The placenta is an amazing miracle of the human body, an interior highway for transmitting nutrients, hormones and blood from the mother to her unborn child. Attached via the umbilical cord to the fetus’ navel, the placenta is a unique organ and the foremost physical bond between mother and offspring.

If you’ve ever worked on a farm, you know that most mammals eat their placentas after giving birth, carnivores and herbivores alike. Placentophagy or placenta eating occurs because the afterbirth is rich in nutrients and hormones, which the animals need in their natural state.

Today, some people are advocating that humans eat their placentas as well, and a whole industry has sprung up, dedicated to teaching new mothers how to go about it, and turning fresh placentas into ready-made supplements in pill form.

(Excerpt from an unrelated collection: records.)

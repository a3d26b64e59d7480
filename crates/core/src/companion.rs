//! The pocket kitten: a companion that sometimes claws a monster next to the
//! player. Its scratch ignores defense and the usual damage roll.

use std::fmt;

use crate::combat::Combatant;
use crate::config::GameConfig;
use crate::floor::Floor;
use crate::rng::DungeonRng;
use crate::types::{MonsterId, Pos};

/// Cells checked for a target, row by row around the player.
const REACH: [(i32, i32); 8] =
    [(-1, -1), (0, -1), (1, -1), (-1, 0), (1, 0), (-1, 1), (0, 1), (1, 1)];

const FLAVOR_COUNT: usize = 5;

#[derive(Clone, Copy, Debug, PartialEq)]
pub struct PocketKitten {
    pub chance: f64,
    pub damage: i32,
}

impl Default for PocketKitten {
    fn default() -> Self {
        Self { chance: 0.15, damage: 2 }
    }
}

impl From<&GameConfig> for PocketKitten {
    fn from(config: &GameConfig) -> Self {
        Self { chance: config.kitten_scratch_chance, damage: config.kitten_scratch_damage }
    }
}

#[derive(Clone, Debug, PartialEq, Eq)]
pub struct Scratch {
    pub monster: MonsterId,
    pub name: String,
    pub flavor: usize,
    pub damage: i32,
    pub killed: bool,
}

impl fmt::Display for Scratch {
    fn fmt(&self, f: &mut fmt::Formatter<'_>) -> fmt::Result {
        let name = &self.name;
        match self.flavor {
            0 => write!(f, "Your pocket kitten pounces and scratches the {name}!")?,
            1 => write!(f, "*Hiss!* Your kitten claws at the {name}!")?,
            2 => write!(f, "Your pocket kitten bravely attacks the {name}!")?,
            3 => write!(f, "*Scratch scratch!* Your kitten helps fight the {name}!")?,
            _ => write!(f, "Your fearless pocket kitten strikes the {name}!")?,
        }
        write!(f, " ({} damage)", self.damage)?;
        if self.killed {
            write!(f, " The {name} collapses!")?;
        }
        Ok(())
    }
}

impl PocketKitten {
    /// Rolls the trigger chance, then scratches a random living monster
    /// adjacent to `origin`. `None` when the kitten naps or nothing is near.
    pub fn try_scratch(
        &self,
        floor: &mut Floor,
        origin: Pos,
        rng: &mut DungeonRng,
    ) -> Option<Scratch> {
        if !rng.chance(self.chance) {
            return None;
        }
        let targets: Vec<MonsterId> =
            REACH.iter().filter_map(|&(dx, dy)| floor.monster_at(origin.offset(dx, dy))).collect();
        let &id = rng.pick(&targets)?;
        let flavor = rng.index(FLAVOR_COUNT);

        let monster = floor.monsters.get_mut(id)?;
        let killed = monster.take_damage(self.damage);
        log::trace!("kitten scratches {} at {:?} (killed: {killed})", monster.name, monster.pos);
        let name = monster.name.clone();
        Some(Scratch { monster: id, name, flavor, damage: self.damage, killed })
    }
}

Throughout history in many human cultures, the placenta has been regarded with awe and a special kind of ritualistic regard. The Maori of New Zealand are one group that buries the placenta, symbolizing humans’ connection to the earth. In Korea, they burn placentas and keep the ashes, and some cultures in Ghana and Bolivia believe that the placenta has its own spirit, separate from the baby that was born.

Enter: modern America, where new mothers are participating in the trend of eating their own placentas. Proponents of placentophagy believe that eating the placenta prevents post-pregnancy complications such as anxiety, depression and psychosis. Eating your placenta, they contend, provides nutrition, emotional and physical healing as well as added meaning to the birthing experience. Benefits may also include increased energy, enriched breast milk and decreased insomnia, iron deficiency and postpartum bleeding.

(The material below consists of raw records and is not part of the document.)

//! The session driver: one player on one live floor, plus the registry of
//! floors left behind. `act` runs exactly one player command and, when the
//! command costs a turn, one monster pass in spawn order.

mod auto_explore;
mod hash;
mod stairs;
#[cfg(test)]
mod test_support;
mod turn;
mod view;

use serde::{Deserialize, Serialize};

use crate::companion::PocketKitten;
use crate::config::GameConfig;
use crate::doors::DoorAction;
use crate::error::ActionError;
use crate::event::LogEvent;
use crate::floor::Floor;
use crate::loot::{LootProvider, StandardLoot};
use crate::mapgen::DungeonGenerator;
use crate::player::Player;
use crate::registry::FloorRegistry;
use crate::rng::DungeonRng;
use crate::types::{Direction, Pos};
use crate::visibility::compute_visibility;

#[derive(Clone, Copy, Debug, PartialEq, Eq, Hash, Serialize, Deserialize)]
pub enum PlayerCommand {
    /// Step, or attack whatever stands on the destination.
    Move(Direction),
    Wait,
    /// Acts on the first visible intact door next to the player.
    Door(DoorAction),
    UseStairs,
    PickUp,
    /// Starts auto-explore, or cancels it when already running.
    ToggleAutoExplore,
    /// One auto-explore step; does nothing while auto-explore is off.
    ContinueAutoExplore,
}

/// Whether a command let the monsters act.
#[derive(Clone, Copy, Debug, PartialEq, Eq)]
pub enum TurnCost {
    Free,
    Spent,
}

pub struct Game {
    seed: u64,
    config: GameConfig,
    generator: DungeonGenerator,
    rng: DungeonRng,
    floor: Floor,
    registry: FloorRegistry,
    player: Player,
    kitten: PocketKitten,
    loot: Box<dyn LootProvider>,
    /// Target cell while auto-explore is running.
    auto_explore: Option<Pos>,
    turn: u64,
    commands_applied: u64,
    log: Vec<LogEvent>,
}

impl Game {
    /// Generates floor 1 from `seed` and drops the player on a random
    /// walkable cell clear of monsters.
    pub fn new(seed: u64, config: GameConfig) -> Self {
        let mut rng = DungeonRng::seed_from_u64(seed);
        let generator = DungeonGenerator::new(config.generation.clone());
        let floor = generator.generate(1, &mut rng);
        let start = floor.safe_position(1, &mut rng);
        Self::assemble(seed, config, generator, rng, floor, start)
    }

    /// Starts a session on a prepared floor, for scenarios and tooling.
    pub fn from_floor(seed: u64, config: GameConfig, floor: Floor, start: Pos) -> Self {
        let rng = DungeonRng::seed_from_u64(seed);
        let generator = DungeonGenerator::new(config.generation.clone());
        Self::assemble(seed, config, generator, rng, floor, start)
    }

    fn assemble(
        seed: u64,
        config: GameConfig,
        generator: DungeonGenerator,
        mut rng: DungeonRng,
        floor: Floor,
        start: Pos,
    ) -> Self {
        let player = Player::new(start, &config.player, &mut rng);
        let kitten = PocketKitten::from(&config);
        let mut game = Self {
            seed,
            config,
            generator,
            rng,
            floor,
            registry: FloorRegistry::new(),
            player,
            kitten,
            loot: Box::new(StandardLoot),
            auto_explore: None,
            turn: 0,
            commands_applied: 0,
            log: vec![LogEvent::Welcome],
        };
        game.refresh_fov();
        game
    }

    /// Swaps the drop tables used when a monster dies.
    pub fn with_loot(mut self, loot: impl LootProvider + 'static) -> Self {
        self.loot = Box::new(loot);
        self
    }

    /// Runs one command. Failures are ordinary outcomes: they are logged for
    /// the player and returned, and never cost a turn.
    pub fn act(&mut self, command: PlayerCommand) -> Result<TurnCost, ActionError> {
        self.floor.remove_dead_monsters();
        self.commands_applied += 1;

        let result = match command {
            PlayerCommand::ToggleAutoExplore => self.toggle_auto_explore(),
            PlayerCommand::ContinueAutoExplore => self.continue_auto_explore(),
            manual => {
                self.auto_explore = None;
                self.manual_command(manual)
            }
        };

        match &result {
            Ok(TurnCost::Spent) => self.end_turn(),
            Ok(TurnCost::Free) => self.refresh_fov(),
            Err(error) => {
                log::debug!("turn {}: {command:?} failed: {error}", self.turn);
                self.log.push(LogEvent::ActionFailed(error.clone()));
                self.refresh_fov();
            }
        }
        result
    }

    fn manual_command(&mut self, command: PlayerCommand) -> Result<TurnCost, ActionError> {
        match command {
            PlayerCommand::Move(direction) => self.player_move(direction),
            PlayerCommand::Wait => {
                self.log.push(LogEvent::Waited);
                Ok(TurnCost::Spent)
            }
            PlayerCommand::Door(action) => self.door_action(action),
            PlayerCommand::UseStairs => self.use_stairs(),
            PlayerCommand::PickUp => self.pick_up(),
            PlayerCommand::ToggleAutoExplore | PlayerCommand::ContinueAutoExplore => {
                Ok(TurnCost::Free)
            }
        }
    }

    fn end_turn(&mut self) {
        self.turn += 1;
        self.refresh_fov();
        self.monster_phase();
        self.refresh_fov();
    }

    fn refresh_fov(&mut self) {
        compute_visibility(&mut self.floor, self.player.pos, self.config.fov_radius);
    }

    pub fn seed(&self) -> u64 {
        self.seed
    }

    pub fn config(&self) -> &GameConfig {
        &self.config
    }

    /// Turns in which the monsters acted.
    pub fn turn(&self) -> u64 {
        self.turn
    }

    pub fn commands_applied(&self) -> u64 {
        self.commands_applied
    }

    pub fn floor(&self) -> &Floor {
        &self.floor
    }

    pub fn player(&self) -> &Player {
        &self.player
    }

    pub fn registry(&self) -> &FloorRegistry {
        &self.registry
    }

    pub fn log(&self) -> &[LogEvent] {
        &self.log
    }

    pub fn auto_exploring(&self) -> bool {
        self.auto_explore.is_some()
    }

    pub fn auto_explore_target(&self) -> Option<Pos> {
        self.auto_explore
    }
}
//! Loot capability: what a slain monster leaves behind, and where it lands.

use serde::{Deserialize, Serialize};

use crate::floor::Floor;
use crate::monster::{Monster, MonsterKind};
use crate::rng::DungeonRng;
use crate::types::{ItemId, Pos};

/// An opaque reference to item content; the core only moves it around.
#[derive(Clone, Debug, PartialEq, Eq, Hash, Serialize, Deserialize)]
pub struct ItemRef {
    pub name: String,
    pub glyph: char,
}

impl ItemRef {
    pub fn new(name: &str, glyph: char) -> Self {
        Self { name: name.to_string(), glyph }
    }
}

#[derive(Clone, Debug, PartialEq, Eq)]
pub struct FloorItem {
    pub item: ItemRef,
    pub pos: Pos,
}

pub trait LootProvider {
    /// Rolls whether `monster` drops anything on `floor_number`.
    fn roll_drop(
        &self,
        monster: &Monster,
        floor_number: u32,
        rng: &mut DungeonRng,
    ) -> Option<ItemRef>;
}

/// Tile offsets tried in order when placing a drop.
const DROP_OFFSETS: [(i32, i32); 9] =
    [(0, 0), (1, 0), (-1, 0), (0, 1), (0, -1), (1, 1), (-1, -1), (1, -1), (-1, 1)];

/// Places a rolled drop on the first free walkable tile around `origin`.
/// A tile is free when no living monster and no other item occupies it.
pub fn drop_loot(floor: &mut Floor, origin: Pos, item: ItemRef) -> Option<ItemId> {
    let free = |pos: Pos| {
        floor.grid.is_walkable(pos)
            && floor.monster_at(pos).is_none()
            && floor.item_at(pos).is_none()
    };
    let spot = DROP_OFFSETS.iter().map(|&(dx, dy)| origin.offset(dx, dy)).find(|&pos| free(pos));
    let Some(pos) = spot else {
        log::debug!("no room to drop {} near {origin:?}", item.name);
        return None;
    };
    Some(floor.items.insert(FloorItem { item, pos }))
}

pub fn drop_chance(floor_number: u32) -> f64 {
    0.4 + (f64::from(floor_number) * 0.01).min(0.1)
}

/// Drop tables keyed by monster kind, scaled a little by depth.
#[derive(Clone, Copy, Debug, Default)]
pub struct StandardLoot;

impl LootProvider for StandardLoot {
    fn roll_drop(
        &self,
        monster: &Monster,
        floor_number: u32,
        rng: &mut DungeonRng,
    ) -> Option<ItemRef> {
        if !rng.chance(drop_chance(floor_number)) {
            return None;
        }
        let roll = rng.range_inclusive(1, 100);
        let item = match monster.kind {
            MonsterKind::GiantRat => rat_loot(roll, floor_number, rng),
            MonsterKind::Goblin => goblin_loot(roll, floor_number, rng),
            MonsterKind::Orc => orc_loot(roll, floor_number, rng),
        };
        Some(item)
    }
}

fn rat_loot(roll: i32, floor_number: u32, rng: &mut DungeonRng) -> ItemRef {
    match roll {
        ..=70 => potion("Minor Health Potion"),
        71..=90 => potion("Health Potion"),
        _ if floor_number >= 3 => accessory(rng),
        _ => weapon("Rusty Dagger"),
    }
}

fn goblin_loot(roll: i32, floor_number: u32, rng: &mut DungeonRng) -> ItemRef {
    match roll {
        ..=40 => {
            let choices = if floor_number >= 5 {
                ["Iron Sword", "Short Sword"]
            } else {
                ["Rusty Dagger", "Short Sword"]
            };
            weapon(choices[rng.index(choices.len())])
        }
        41..=65 if floor_number >= 4 => armor("Chain Mail"),
        41..=65 => armor("Leather Armor"),
        66..=85 => {
            let choices = ["Minor Health Potion", "Health Potion"];
            potion(choices[rng.index(choices.len())])
        }
        _ => accessory(rng),
    }
}

fn orc_loot(roll: i32, floor_number: u32, rng: &mut DungeonRng) -> ItemRef {
    match roll {
        ..=35 => weapon(match floor_number {
            6.. => "Battle Axe",
            3..=5 => "Iron Sword",
            _ => "Short Sword",
        }),
        36..=60 => armor(match floor_number {
            5.. => "Plate Armor",
            3..=4 => "Chain Mail",
            _ => "Leather Armor",
        }),
        61..=80 if floor_number >= 4 => potion("Greater Health Potion"),
        61..=80 => potion("Health Potion"),
        _ => accessory(rng),
    }
}

fn weapon(name: &str) -> ItemRef {
    ItemRef::new(name, ')')
}

fn armor(name: &str) -> ItemRef {
    ItemRef::new(name, '[')
}

fn potion(name: &str) -> ItemRef {
    ItemRef::new(name, '!')
}

fn accessory(rng: &mut DungeonRng) -> ItemRef {
    let choices = ["Ring of Vitality", "Amulet of Strength", "Bracelet of Protection"];
    ItemRef::new(choices[rng.index(choices.len())], '=')
}
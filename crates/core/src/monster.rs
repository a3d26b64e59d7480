use crate::combat::{Combatant, apply_damage};
use crate::types::Pos;

#[derive(Clone, Copy, Debug, PartialEq, Eq, PartialOrd, Ord, Hash)]
pub enum MonsterKind {
    GiantRat,
    Goblin,
    Orc,
}

pub struct MonsterStats {
    pub name: &'static str,
    pub glyph: char,
    pub hp: i32,
    pub attack: i32,
    pub defense: i32,
}

impl MonsterKind {
    pub const ALL: [MonsterKind; 3] =
        [MonsterKind::GiantRat, MonsterKind::Goblin, MonsterKind::Orc];

    pub const fn stats(self) -> MonsterStats {
        match self {
            MonsterKind::GiantRat => {
                MonsterStats { name: "Giant Rat", glyph: 'r', hp: 8, attack: 2, defense: 0 }
            }
            MonsterKind::Goblin => {
                MonsterStats { name: "Goblin", glyph: 'g', hp: 15, attack: 4, defense: 1 }
            }
            MonsterKind::Orc => {
                MonsterStats { name: "Orc", glyph: 'o', hp: 25, attack: 6, defense: 2 }
            }
        }
    }
}

#[derive(Clone, Copy, Debug, PartialEq, Eq, Hash)]
pub enum AiState {
    Unaware,
    Alerted { target: Pos },
}

#[derive(Clone, Debug, PartialEq, Eq)]
pub struct Monster {
    pub kind: MonsterKind,
    pub name: String,
    pub glyph: char,
    pub pos: Pos,
    pub max_hp: i32,
    pub current_hp: i32,
    pub attack: i32,
    pub defense: i32,
    pub ai: AiState,
}

impl Monster {
    pub fn spawn(kind: MonsterKind, pos: Pos) -> Self {
        let stats = kind.stats();
        Self {
            kind,
            name: stats.name.to_string(),
            glyph: stats.glyph,
            pos,
            max_hp: stats.hp,
            current_hp: stats.hp,
            attack: stats.attack,
            defense: stats.defense,
            ai: AiState::Unaware,
        }
    }

    pub fn is_alive(&self) -> bool {
        self.current_hp > 0
    }

    pub fn has_seen_player(&self) -> bool {
        matches!(self.ai, AiState::Alerted { .. })
    }

    pub fn target(&self) -> Option<Pos> {
        match self.ai {
            AiState::Alerted { target } => Some(target),
            AiState::Unaware => None,
        }
    }

    pub fn forget_player(&mut self) {
        self.ai = AiState::Unaware;
    }
}

impl Combatant for Monster {
    fn name(&self) -> &str {
        &self.name
    }

    fn attack(&self) -> i32 {
        self.attack
    }

    fn defense(&self) -> i32 {
        self.defense
    }

    fn current_hp(&self) -> i32 {
        self.current_hp
    }

    fn take_damage(&mut self, amount: i32) -> bool {
        apply_damage(&mut self.current_hp, amount)
    }
}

While scientists contend that well-nourished human females have no need to eat their placentas (like wild animals do) unless they are really hungry, there is still a growing contingent of new moms who want to honor their physical connection to their baby by eating it. Should you eat your baby’s placenta?

Hospitals have long honored cultural traditions and allowed new mothers to take home their placentas to bury or ritualistically dispose, so taking home your placenta shouldn’t be a problem.

You can ingest your placenta in a number of ways. Fresher is better; placentas emerge 30 minutes to two hours after the birth of the baby, so have a plan in place if you would like to have it for dinner.

The most ardent pro-placenta eaters argue that raw is the only way to go for full benefits – so pop it in the blender for a post-birth pick-me-up smoothie (mix with frozen fruit, yogurt and/or juice to mask the meaty flavor).

Too disgusting/miraculous for you? Dry out your placenta using a method much like making beef jerky, and grind it into a fine powder for ingestion via capsule. This method is much more time-consuming but much less stomach-turning.

If you don’t really want to handle your placenta at all but still want to eat it, consider hiring someone to prepare it for you. A growing number of companies are offering placenta encapsulation services at a cost of around $200, however you must arrange this service in advance as fresh placentas go bad fairly quickly.

Should you eat your baby’s placenta? The choice, like having a child, is up to you.